Tomasz Kowalczyk

**Name of the Vulnerable Software and Affected Versions** Mautic (affected versions not specified) **Description** A security issue exists in the "Forget your password" functionality of Mautic, allowing unauthenticated users to enumerate valid usernames through a timing-based attack. This is due to differences in response times for existing and non-existing users, combined with a lack of request limiting. **Recommendations** Update to a version that addresses this timing vulnerability, where password reset responses are normalized to respond at the same time regardless of user existence.

**Name of the Vulnerable Software and Affected Versions** Mautic versions prior to the version that properly validates or sanitizes the returnUrl parameter **Description** The issue is related to an Open Redirection vulnerability in Mautic's user unlocking endpoint. This vulnerability could be exploited by an attacker to redirect legitimate users to malicious websites, potentially leading to phishing attacks or the delivery of exploit kits. The vulnerability exists in the "/s/action/unlock/user.user/0" endpoint, where the `returnUrl` parameter is not properly validated, allowing an attacker to craft a URL that redirects users to an arbitrary external website. **Recommendations** Update Mautic to a version that properly validates or sanitizes the `returnUrl` parameter to ensure that redirects only occur to trusted, internal URLs or explicitly whitelisted domains. As a temporary workaround, consider restricting access to the `/s/action/unlock/user.user/0` endpoint to minimize the risk of exploitation.
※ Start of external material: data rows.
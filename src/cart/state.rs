//! Cart state and its pure reducer.
//!
//! All state transitions are synchronous and side-effect free; the session
//! layer drives them around remote calls. Totals are never mutated
//! independently: they come from a server response when one is available,
//! otherwise they are recomputed from the local lines.

use serde::{Deserialize, Serialize};

use crate::wp::types::{AppliedCoupon, CartItem, CartTotals};

/// Per-operation loading flags for the UI.
#[derive(Debug, Clone, Copy, Default, Serialize, Deserialize, PartialEq, Eq)]
pub struct LoadingStates {
  pub loading: bool,
  pub adding: bool,
  pub updating: bool,
  pub removing: bool,
  pub applying_coupon: bool,
  pub removing_coupon: bool,
  pub clearing: bool,
}

#[derive(Debug, Clone, Copy, PartialEq, Eq)]
pub enum LoadingKind {
  Loading,
  Adding,
  Updating,
  Removing,
  ApplyingCoupon,
  RemovingCoupon,
  Clearing,
}

#[derive(Debug, Clone, Default, Serialize, Deserialize)]
pub struct CartState {
  pub items: Vec<CartItem>,
  pub cart_token: Option<String>,
  pub totals: CartTotals,
  pub applied_coupons: Vec<AppliedCoupon>,
  pub is_hydrated: bool,
  pub needs_sync: bool,
  pub retry_count: u32,
  pub loading: LoadingStates,
}

#[derive(Debug, Clone)]
pub enum CartAction {
  SetLoading {
    kind: LoadingKind,
    active: bool,
  },
  /// Wholesale replacement from an authoritative server response.
  CartLoaded {
    items: Vec<CartItem>,
    totals: CartTotals,
    coupons: Vec<AppliedCoupon>,
    token: Option<String>,
  },
  /// Hydration gave up on the network; present persisted local items so
  /// the UI never shows an indefinite loading state.
  HydrationFallback {
    items: Vec<CartItem>,
  },
  /// Optimistic insert-or-increment, keyed by product id since the server
  /// line key is not known yet.
  OptimisticAdd {
    item: CartItem,
  },
  /// Optimistic quantity change; zero or below removes the line.
  OptimisticUpdate {
    key: String,
    quantity: u32,
  },
  OptimisticRemove {
    key: String,
  },
  /// Rollback: restore the pre-mutation lines.
  ItemsRestored {
    items: Vec<CartItem>,
  },
  /// Mark a pending line as permanently local-only (degraded mode).
  ConfirmLocalItem {
    product_id: u64,
  },
  /// Local clear; flags the cart for a later remote sync.
  ClearCart,
  /// Reset for an identity change: nothing survives, nothing to sync.
  Reset,
  IncrementRetry,
}

/// Prefix for lines the server has not acknowledged yet.
pub const PENDING_KEY_PREFIX: &str = "pending-";
/// Prefix for lines that will never sync (store unavailable).
pub const LOCAL_KEY_PREFIX: &str = "local-";

pub fn pending_key(product_id: u64) -> String {
  format!("{}{}", PENDING_KEY_PREFIX, product_id)
}

pub fn local_key(product_id: u64) -> String {
  format!("{}{}", LOCAL_KEY_PREFIX, product_id)
}

/// Whether a line key was generated locally rather than by the server.
pub fn is_local_key(key: &str) -> bool {
  key.starts_with(PENDING_KEY_PREFIX) || key.starts_with(LOCAL_KEY_PREFIX)
}

impl CartState {
  pub fn apply(&mut self, action: CartAction) {
    match action {
      CartAction::SetLoading { kind, active } => {
        let flag = match kind {
          LoadingKind::Loading => &mut self.loading.loading,
          LoadingKind::Adding => &mut self.loading.adding,
          LoadingKind::Updating => &mut self.loading.updating,
          LoadingKind::Removing => &mut self.loading.removing,
          LoadingKind::ApplyingCoupon => &mut self.loading.applying_coupon,
          LoadingKind::RemovingCoupon => &mut self.loading.removing_coupon,
          LoadingKind::Clearing => &mut self.loading.clearing,
        };
        *flag = active;
      }

      CartAction::CartLoaded {
        items,
        totals,
        coupons,
        token,
      } => {
        self.items = items;
        self.totals = totals;
        self.applied_coupons = coupons;
        if token.is_some() {
          self.cart_token = token;
        }
        self.is_hydrated = true;
        self.needs_sync = false;
        self.retry_count = 0;
        self.loading.loading = false;
      }

      CartAction::HydrationFallback { items } => {
        self.items = items;
        self.applied_coupons.clear();
        self.recompute_local_totals();
        self.is_hydrated = true;
        self.loading.loading = false;
      }

      CartAction::OptimisticAdd { item } => {
        match self.items.iter_mut().find(|i| i.product_id == item.product_id) {
          Some(existing) => existing.quantity += item.quantity,
          None => self.items.push(item),
        }
        self.recompute_local_totals();
      }

      CartAction::OptimisticUpdate { key, quantity } => {
        if quantity == 0 {
          self.items.retain(|i| i.key != key);
        } else if let Some(item) = self.items.iter_mut().find(|i| i.key == key) {
          item.quantity = quantity;
        }
        self.recompute_local_totals();
      }

      CartAction::OptimisticRemove { key } => {
        self.items.retain(|i| i.key != key);
        self.recompute_local_totals();
      }

      CartAction::ItemsRestored { items } => {
        self.items = items;
        self.recompute_local_totals();
      }

      CartAction::ConfirmLocalItem { product_id } => {
        let pending = pending_key(product_id);
        if let Some(item) = self.items.iter_mut().find(|i| i.key == pending) {
          item.key = local_key(product_id);
        }
      }

      CartAction::ClearCart => {
        self.items.clear();
        self.applied_coupons.clear();
        self.totals = CartTotals::default();
        self.cart_token = None;
        self.needs_sync = true;
      }

      CartAction::Reset => {
        *self = CartState {
          is_hydrated: false,
          ..CartState::default()
        };
      }

      CartAction::IncrementRetry => {
        self.retry_count += 1;
      }
    }
  }

  /// Recompute totals from local lines, keeping whatever discount/tax/
  /// shipping figures the last server response established.
  fn recompute_local_totals(&mut self) {
    let subtotal: f64 = self.items.iter().map(CartItem::line_total).sum();
    self.totals.subtotal = subtotal;
    self.totals.total = (subtotal - self.totals.discount_total
      + self.totals.tax_total
      + self.totals.shipping_total)
      .max(0.0);
  }

  pub fn item_count(&self) -> u32 {
    self.items.iter().map(|i| i.quantity).sum()
  }
}

#[cfg(test)]
mod tests {
  use super::*;

  fn item(key: &str, product_id: u64, price: f64, quantity: u32) -> CartItem {
    CartItem {
      key: key.to_string(),
      product_id,
      name: format!("Product {}", product_id),
      price,
      quantity,
      image: None,
    }
  }

  #[test]
  fn test_optimistic_add_appends_then_increments() {
    let mut state = CartState::default();

    state.apply(CartAction::OptimisticAdd {
      item: item(&pending_key(7), 7, 10.0, 1),
    });
    assert_eq!(state.items.len(), 1);
    assert_eq!(state.totals.total, 10.0);

    state.apply(CartAction::OptimisticAdd {
      item: item(&pending_key(7), 7, 10.0, 2),
    });
    assert_eq!(state.items.len(), 1);
    assert_eq!(state.items[0].quantity, 3);
    assert_eq!(state.totals.total, 30.0);
  }

  #[test]
  fn test_update_to_zero_removes_line() {
    let mut state = CartState::default();
    state.apply(CartAction::OptimisticAdd {
      item: item("k1", 1, 5.0, 2),
    });

    state.apply(CartAction::OptimisticUpdate {
      key: "k1".to_string(),
      quantity: 0,
    });
    assert!(state.items.is_empty());
    assert_eq!(state.totals.total, 0.0);
  }

  #[test]
  fn test_cart_loaded_is_authoritative() {
    let mut state = CartState::default();
    state.apply(CartAction::OptimisticAdd {
      item: item("k1", 1, 5.0, 2),
    });
    state.needs_sync = true;

    state.apply(CartAction::CartLoaded {
      items: vec![item("srv-1", 1, 5.0, 2)],
      totals: CartTotals {
        subtotal: 10.0,
        total: 10.0,
        ..Default::default()
      },
      coupons: Vec::new(),
      token: Some("tok".to_string()),
    });

    assert!(state.is_hydrated);
    assert!(!state.needs_sync);
    assert_eq!(state.cart_token.as_deref(), Some("tok"));
    assert_eq!(state.items[0].key, "srv-1");
  }

  #[test]
  fn test_clear_sets_needs_sync_and_drops_token() {
    let mut state = CartState::default();
    state.cart_token = Some("tok".to_string());
    state.apply(CartAction::OptimisticAdd {
      item: item("k1", 1, 5.0, 1),
    });

    state.apply(CartAction::ClearCart);
    assert!(state.items.is_empty());
    assert!(state.needs_sync);
    assert!(state.cart_token.is_none());
    assert_eq!(state.totals, CartTotals::default());
  }

  #[test]
  fn test_confirm_local_item_rekeys_pending_line() {
    let mut state = CartState::default();
    state.apply(CartAction::OptimisticAdd {
      item: item(&pending_key(7), 7, 10.0, 1),
    });

    state.apply(CartAction::ConfirmLocalItem { product_id: 7 });
    assert_eq!(state.items[0].key, local_key(7));
    assert!(is_local_key(&state.items[0].key));
  }

  #[test]
  fn test_local_total_keeps_server_discount() {
    let mut state = CartState::default();
    state.totals.discount_total = 2.0;

    state.apply(CartAction::OptimisticAdd {
      item: item("k1", 1, 10.0, 1),
    });
    assert_eq!(state.totals.subtotal, 10.0);
    assert_eq!(state.totals.total, 8.0);
  }
}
Avoid using the `returnUrl` parameter in the affected endpoint until the issue is resolved.

**Name of the Vulnerable Software and Affected Versions** Mautic versions prior to 5.1.1 **Description** The application responds differently when logging in with a correct username and incorrect weak password versus an incorrect username and weak password. This difference could be used to perform username enumeration. When a correct username is used with an incorrect weak password, the user receives a notification stating that their password is too weak. In contrast, when an incorrect username is provided alongside a weak password, the application responds with an 'Invalid credentials' notification. **Recommendations** Update to version 5.1.1 or later to resolve the issue.